El día que murió el líder y nació La Cámpora

El día que murió el líder y nació La Cámpora

Era el día del Censo Nacional. Federico van Mameren y Juan Manuel Asís me pidieron que arme el bolso y viaje a Buenos Aires. En el aeropuerto, el "Chaqueño" Palavecino me decía: "qué cosa la vida, chango, se ha muerto el Néstor". El cantante salteño había suspendido varios recitales en Tucumán. Era un vuelo hacia el dolor del poder. La noche del 27 de octubre de 2010, medio Buenos Aires lloraba; la otra mitad tocaba bocina en avenida 9 de Julio. Néstor Kirchner despertaba esas pasiones. No había grises. En la zona del Congreso, los colectivos llegaban de a cientos. Todos buscaban su espacio para despedir al líder del kirchnerismo. Cristina Fernández ordenó que la capilla ardiente se hiciera en la Casa Rosada. La vigilia tenía rostro juvenil. Una noche en vela, en Plaza de Mayo.

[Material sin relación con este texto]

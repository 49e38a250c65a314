use serde_json::Value;

use crate::domain::models::{Platform, StepStatus};
use crate::error::CertError;
use crate::services::journal::LogSource;

/// Unit whose log stream carries the step-by-step attestation trace.
pub const ATTESTATION_SERVICE: &str = "fetch-snpguest-attestation-status.service";

/// Fetch and parse the guest attestation trace into an ordered
/// step → status mapping.
pub fn fetch_steps(source: &dyn LogSource) -> Result<Vec<(String, StepStatus)>, CertError> {
    let log = source.query(Platform::Guest, &["-u", ATTESTATION_SERVICE, "-o", "cat"])?;
    parse_steps(&log)
}

/// Parse every embedded `{...}` fragment as a JSON object of integer-like
/// status codes and merge them into one ordered mapping: later values
/// overwrite earlier ones, positions keep the first sighting of a key.
///
/// A fragment that fails to decode is a hard error. A corrupted attestation
/// trace must never be silently summarized as healthy.
pub fn parse_steps(log: &str) -> Result<Vec<(String, StepStatus)>, CertError> {
    let mut steps: Vec<(String, StepStatus)> = Vec::new();
    for fragment in extract_fragments(log) {
        let object: serde_json::Map<String, Value> =
            serde_json::from_str(fragment).map_err(|source| CertError::AttestationParse {
                fragment: fragment.to_string(),
                reason: source.to_string(),
            })?;
        for (step, code) in object {
            let status = step_status(&code).ok_or_else(|| CertError::AttestationParse {
                fragment: fragment.to_string(),
                reason: format!("status for {step:?} is not an integer"),
            })?;
            match steps.iter_mut().find(|(name, _)| *name == step) {
                Some(entry) => entry.1 = status,
                None => steps.push((step, status)),
            }
        }
    }
    Ok(steps)
}

/// Extract every brace-balanced `{...}` fragment. The scanner counts
/// nesting depth, so an object containing a nested object comes out as one
/// fragment. A `}` inside a JSON string value still terminates matching
/// early; the attestation trace format has no such values today.
fn extract_fragments(text: &str) -> Vec<&str> {
    let mut fragments = Vec::new();
    let mut open = None;
    let mut depth = 0usize;
    for (at, ch) in text.char_indices() {
        match ch {
            '{' => {
                if open.is_none() {
                    open = Some(at);
                }
                depth += 1;
            }
            '}' => {
                if let Some(start) = open {
                    depth -= 1;
                    if depth == 0 {
                        fragments.push(&text[start..=at]);
                        open = None;
                    }
                }
            }
            _ => {}
        }
    }
    fragments
}

fn step_status(code: &Value) -> Option<StepStatus> {
    let code = match code {
        Value::Number(number) => number.as_i64()?,
        Value::String(text) => text.trim().parse().ok()?,
        _ => return None,
    };
    Some(if code == 0 {
        StepStatus::Passed
    } else {
        StepStatus::Failed
    })
}
/// Tab stop width applied to every rendered report block.
pub const TAB_WIDTH: usize = 2;

/// Expand tabs to `width`-column stops. The column count resets on every
/// newline, so nested tab indentation stays visually distinct regardless of
/// terminal tab width. Expanding already-expanded text is a no-op.
pub fn expand_tabs(text: &str, width: usize) -> String {
    let mut out = String::with_capacity(text.len());
    let mut column = 0usize;
    for ch in text.chars() {
        match ch {
            '\t' => {
                let pad = if width == 0 { 0 } else { width - column % width };
                out.extend(std::iter::repeat(' ').take(pad));
                column += pad;
            }
            '\n' | '\r' => {
                out.push(ch);
                column = 0;
            }
            _ => {
                out.push(ch);
                column += 1;
            }
        }
    }
    out
}

/// Prefix every line that contains non-whitespace with `prefix`.
/// Whitespace-only lines pass through unchanged.
pub fn indent(text: &str, prefix: &str) -> String {
    let mut out = String::with_capacity(text.len());
    for (at, line) in text.split('\n').enumerate() {
        if at > 0 {
            out.push('\n');
        }
        if !line.trim().is_empty() {
            out.push_str(prefix);
        }
        out.push_str(line);
    }
    out
}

Al día siguiente, la multitud se agolpó frente a la Casa de Gobierno. Estaba todo preparado para la despedida del santacruceño. "Fuerza Cristina", era la consigna del afiche que se podía leer en toda la ciudad. La tristeza hizo fila para ingresar a Balcarce 50. Las coronas se desparramaron por todo el frente de la sede del Poder Ejecutivo. Muy temprano, Juan Cabandié -uno de los símbolos de la nueva generación K- arengaba desde Avenida de Mayo a esos jóvenes militantes que cantaron durante toda la madrugada a Néstor. En el otro lado de la ciudad, cerca de Puerto Madero, los simpatizantes liderados por Máximo Kirchner copaban las calles.

En 20 años de ejercicio del periodismo, fui testigo de un hecho histórico. El diario me dio un asiento de privilegio para cubrir una transformación generacional, el de la fuerza de los jóvenes para sostener a una gestión que el mundo político y económico no le daba tanto tiempo de vida.

El día en que los gobernadores rindieron tributo al proyecto político e hicieron un tácito pacto de gobernabilidad para sostener a Cristina.

El día en que los funcionarios no debían llorar la partida del ex presidente porque así lo habían acordado con ella.

El día en que esos granaderos estoicamente esperaron durante horas el paso de la pompa fúnebre en medio de una inesperada tormenta.

El día en que Hugo Moyano se bajó de una combi con los máximos líderes de la antigua CGT kirchnerista que prometieron respaldo a la jefa de Estado.

El día en que nació el mito del cajón cerrado, que dejó abierta la especulación acerca de la muerte del "pingüino". "¡Néstor Vive!", fue la leyenda más pintada en el microcentro porteño.

El día en que murió el líder, pero nacieron corrientes de poder como "La Cámpora" o "La Gran MaKro".

Fue el día de la caminata más larga de miles de simpatizantes que, en el Aeroparque Jorge Newbery, vieron partir a su líder en un vuelo a la posteridad.